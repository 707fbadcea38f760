//! Cable client - ActionCable-style pub/sub over one long-lived connection.
//!
//! A [`Client`] dials a cable server, sends subscribe/unsubscribe commands
//! tagged with double-encoded channel identifiers, and fans inbound frames
//! out to per-category callbacks.
//!
//! # Architecture
//!
//! ```text
//!   transport ──► decode loop ──► DispatchHub ──► dispatch task ──► callback
//!   (FrameSource)  (classify)     (one slot per     (one per
//!                                  category)        registration)
//!
//!   caller ──► Command ──► write guard ──► transport (FrameSink)
//! ```
//!
//! # Modules
//!
//! - [`protocol`] - channel identifier codec, commands, frames
//! - [`hub`] - unbuffered handoff slots and the shutdown broadcast
//! - [`client`] - registration, lifecycle, decode loop, dispatch tasks
//! - [`transport`] - transport traits plus WebSocket and in-memory impls
//! - [`config`] - transport configuration

// Rust guideline compliant 2026-02

pub mod client;
pub mod config;
pub mod error;
pub mod hub;
pub mod protocol;
pub mod transport;

// Re-export commonly used types
pub use client::{Client, Connection};
pub use config::ClientConfig;
pub use error::{ClientError, ClientState};
pub use hub::DispatchHub;
pub use protocol::{ChannelIdentifier, Command, Frame, FrameKind, Payload};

━━━━━━

[Exercise prompt]:
Nothing should be left out: repeat all of the data exactly.

[Solution below]:
repository 707fbadcea38f760
//! Cable client - ActionCable-style pub/sub over one long-lived connection.
//!
//! A [`Client`] dials a cable server, sends subscribe/unsubscribe commands
//! tagged with double-encoded channel identifiers, and fans inbound frames
//! out to per-category callbacks.
//!
//! # Architecture
//!
//! ```text
//!   transport ──► decode loop ──► DispatchHub ──► dispatch task ──► callback
//!   (FrameSource)  (classify)     (one slot per     (one per
//!                                  category)        registration)
//!
//!   caller ──► Command ──► write guard ──► transport (FrameSink)
//! ```
//!
//! # Modules
//!
//! - [`protocol`] - channel identifier codec, commands, frames
//! - [`hub`] - unbuffered handoff slots and the shutdown broadcast
//! - [`client`] - registration, lifecycle, decode loop, dispatch tasks
//! - [`transport`] - transport traits plus WebSocket and in-memory impls
//! - [`config`] - transport configuration

// Rust guideline compliant 2026-02

pub mod client;
pub mod config;
pub mod error;
pub mod hub;
pub mod protocol;
pub mod transport;

// Re-export commonly used types
pub use client::{Client, Connection};
pub use config::ClientConfig;
pub use error::{ClientError, ClientState};
pub use hub::DispatchHub;
pub use protocol::{ChannelIdentifier, Command, Frame, FrameKind, Payload};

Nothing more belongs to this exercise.